1840
Plan Federalista proclamado por Gómez Farías y José Urrea después de la toma del Palacio Nacional.
19 de julio de 1840


PLAN FEDERALISTA PROCLAMADO POR GÓMEZ FARÍAS Y JOSÉ URREA DESPUÉS DE LA TOMA DEL PALACIO NACIONAL

19 DE JULIO DE 1840

Artículo 1°.- Regirá la Constitución del año de (mil) ochocientos veinticuatro, entretanto se reforma por un Congreso compuesto de cuatro diputados por cada uno de los Estados establecidos en ella y uno por cada territorio de los que existían en mayo de 1824.
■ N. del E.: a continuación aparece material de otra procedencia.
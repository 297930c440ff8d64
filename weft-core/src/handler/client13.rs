//! TLS 1.3 client handshake.
//!
//! ```text
//! ClientHello [+ early data]   -->
//!                              <--  [HelloRetryRequest]
//! [ClientHello]                -->
//!                              <--  ServerHello, {EncryptedExtensions},
//!                                   {[CertificateRequest], Certificate,
//!                                   CertificateVerify}, {Finished}
//! {[EndOfEarlyData]}
//! {[Certificate]}, {Finished}  -->
//!                              <--  [NewSessionTicket]
//! ```
//! When TLS 1.2 is also enabled the ClientHello offers both versions, and
//! a ServerHello without `supported_versions` hands the connection over to
//! the TLS 1.2 client.

use std::time::Instant;

use crate::cipher::{CipherSuite, CipherSuiteDescriptor};
use crate::error::{Error, Result};
use crate::extensions::{
    Extension, Extensions, KeyShare, KeyShareEntry, PreSharedKey, PskIdentity, PskOffer,
    SupportedVersions,
};
use crate::handler::{
    certificate_verify_input, offered_descriptor, Client12Handler, Ephemeral, Link,
    ProtocolHandler, Step,
};
use crate::identity;
use crate::key_schedule::tls13::{self as schedule, KeySchedule};
use crate::key_schedule::Secret;
use crate::messages::{
    Certificate, CertificateRequest, ClientHello, DecodeContext, HandshakeMessage,
    HelloRetryRequest, NewSessionTicket, ServerHello, MAX_TICKET_LIFETIME,
};
use crate::protocol::{
    ContentType, ExtensionType, NamedGroup, ProtocolVersion, PskKeyExchangeMode, Role,
    SignatureScheme,
};
use crate::session::{CachedSession, Session, SessionKey, Ticket};
use crate::state_machine::{Client13State, Event, Facts, Machine};
use crate::x509::{self, CertificateKey};

pub(crate) struct Client13Handler {
    machine: Machine<Client13State>,
    facts: Facts,
    client_random: [u8; 32],
    session_id: Vec<u8>,
    /// Last ClientHello sent, kept for a TLS 1.2 fallback.
    hello: Option<ClientHello>,
    share: Option<Ephemeral>,
    retry_group: Option<NamedGroup>,
    cookie: Option<Vec<u8>>,
    retried: bool,
    ticket: Option<Ticket>,
    cached_session: Option<Session>,
    psk_schedule: Option<KeySchedule>,
    early_data_sent: bool,
    suite: Option<&'static CipherSuiteDescriptor>,
    schedule: Option<KeySchedule>,
    client_handshake_secret: Option<Secret>,
    server_handshake_secret: Option<Secret>,
    client_traffic_secret: Option<Secret>,
    server_traffic_secret: Option<Secret>,
    resumption_master_secret: Option<Secret>,
    server_key: Option<CertificateKey>,
    certificate_context: Vec<u8>,
}

fn missing(what: &'static str) -> Error {
    Error::Internal(format!("{} not available yet", what))
}
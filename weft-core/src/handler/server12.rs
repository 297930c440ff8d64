//! TLS 1.2 server handshake.
//!
//! Answers a ClientHello with a new session (Certificate, optional
//! ServerKeyExchange, ServerHelloDone) or, when the client presents a
//! cached session ID, with an abbreviated handshake. A ClientHello that
//! arrives on an established connection starts a renegotiation when both
//! sides agreed on RFC 5746.

use std::time::Instant;

use subtle::{Choice, ConditionallySelectable, ConstantTimeEq};

use crate::alert::Alert;
use crate::cipher::{CipherSuite, CipherSuiteDescriptor, KeyExchangeMethod};
use crate::error::{AlertDescription, Error, Result};
use crate::extensions::{Extension, SupportedVersions};
use crate::handler::{constant_time_eq, strip_leading_zeros, Ephemeral, Link, ProtocolHandler, Step};
use crate::identity::Identity;
use crate::key_schedule::prf::{self, KeyBlock};
use crate::key_schedule::Secret;
use crate::messages::{
    Certificate, ClientHello, ClientKeyExchange, DecodeContext, HandshakeMessage, ServerHello,
    ServerKeyExchange, ServerKeyExchangeParams,
};
use crate::protocol::{
    ExtensionType, HandshakeType, NamedGroup, ProtocolVersion, Role, DOWNGRADE_TLS12_SENTINEL,
};
use crate::record::tls12;
use crate::session::{CachedSession, Session, SessionKey};
use crate::state_machine::{Event, Facts, Machine, Server12State};

const PRE_MASTER_SECRET_LEN: usize = 48;

pub(crate) struct Server12Handler {
    machine: Machine<Server12State>,
    facts: Facts,
    client_random: [u8; 32],
    server_random: [u8; 32],
    suite: Option<&'static CipherSuiteDescriptor>,
    session_id: Vec<u8>,
    server_name: Option<String>,
    ephemeral: Option<Ephemeral>,
    master_secret: Option<Secret>,
    key_block: Option<KeyBlock>,
    client_verify_data: Vec<u8>,
    server_verify_data: Vec<u8>,
    secure_renegotiation: bool,
    renegotiating: bool,
}

/// Outcome of suite selection.
struct Selection {
    suite: &'static CipherSuiteDescriptor,
    group: Option<NamedGroup>,
    resumed: Option<Session>,
}
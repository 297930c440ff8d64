//! SHA-1 and SHA-2 via the `sha1` and `sha2` crates.

use sha2::Digest;
use weft_crypto::{Hash, HashAlgorithm, Result};

/// Create a hash instance for the specified algorithm.
pub fn create_hash(algorithm: HashAlgorithm) -> Result<Box<dyn Hash>> {
    Ok(match algorithm {
        HashAlgorithm::Sha1 => Box::new(DigestHash::<sha1::Sha1>::new(algorithm)),
        HashAlgorithm::Sha256 => Box::new(DigestHash::<sha2::Sha256>::new(algorithm)),
        HashAlgorithm::Sha384 => Box::new(DigestHash::<sha2::Sha384>::new(algorithm)),
        HashAlgorithm::Sha512 => Box::new(DigestHash::<sha2::Sha512>::new(algorithm)),
    })
}

/// Adapter from a RustCrypto [`Digest`] to [`Hash`].
struct DigestHash<D> {
    inner: D,
    algorithm: HashAlgorithm,
}

impl<D: Digest> DigestHash<D> {
    fn new(algorithm: HashAlgorithm) -> Self {
        Self {
            inner: D::new(),
            algorithm,
        }
    }
}

impl<D> std::fmt::Debug for DigestHash<D> {
    fn fmt(&self, f: &mut std::fmt::Formatter<'_>) -> std::fmt::Result {
        f.debug_struct("DigestHash")
            .field("algorithm", &self.algorithm)
            .finish()
    }
}

impl<D: Digest + Send + 'static> Hash for DigestHash<D> {
    fn update(&mut self, data: &[u8]) {
        Digest::update(&mut self.inner, data);
    }

    fn finalize(self: Box<Self>) -> Vec<u8> {
        self.inner.finalize().to_vec()
    }

    fn algorithm(&self) -> HashAlgorithm {
        self.algorithm
    }
}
Segundo.- Reformada la Constitución, se someterá a la sanción de las legislaturas de los Estados y no se tendrá por sancionado, sino lo que ella hubiese sido aprobado ó adicionado por la mayoría absoluta de las mencionadas legislaturas.

Tercero.- En las reformas que se hagan á la constitución de veinticuatro se respetarán las bases siguientes:

1a. La religión católica, apostólica romana, que será protegida por leyes sabias y justas,

2a. La forma de gobierno ó representativa popular federal.

3a. La división de Poderes.

4a. La libertad política de la imprenta, sin previa censura, ni para impresión ni para la publicación de los escritos.

5a. La organización de una fuerza terrestre y naval que forme el ejército de la República.

(Cuarto.-)

Quinto.- El gobierno provisional de que habla el artículo anterior se depositará en un mexicano que reúna los requisitos establecidos para este encargo en la constitución de veinticuatro y que será desde luego elegido por los individuos de la Corte Marcial y de justicia y por los actuales diputados y senadores que hubiesen votado por las reformas ilimitadas de la constitución de treinta y seis.

Sexto. - La República se compromete a devolver el 10% aumentado al derecho de consumo a los que lo hubiesen pagado hasta hoy, debiendo éste dejarse de cobrar en todos los lugares pronunciados en que solo regirán las leyes y reglamentos fiscales establecidos hasta treinta y uno de mayo de mil ochocientos treinta y cuatro.

Séptimo.-A los ocho meses de haber triunfado la revolución presente quedarán suprimidas las aduanas interiores y no podrán desde entonces comprarse ni imponerse contribuciones de ninguna especie sobre la circulación interior de los efectos nacionales, ni extranjeros.

Octavo.-Se garantizan todos los empleos militares que se hubiesen dado hasta aquí lo mismo que los civiles, dados en propiedad y con arreglo á las leyes, con tal de que los que lo tengan no contraríen la regeneración política de la República por el presente plan.

Noveno.- El ejército de la República será pagado con toda puntualidad, lo mismo que los retirados y viudas y pensionistas.

Décimo.- Se olvida desde luego todos los errores políticos en que se hubiese incurrido desde que se hizo la independencia de la República hasta el presente, y nadie será molestado en lo sucesivo por los llamados delitos de opinión.

Fuente:

Román Iglesias González (Introducción y recopilación). Planes políticos, proclamas, manifiestos y otros documentos de la Independencia al México moderno, 1812-1940.  Universidad Nacional Autónoma de México. Instituto de Investigaciones Jurídicas. Serie C. Estudios Históricos, Núm. 74. Edición y formación en computadora al cuidado de Isidro Saucedo.  México, 1998. p. 176-177.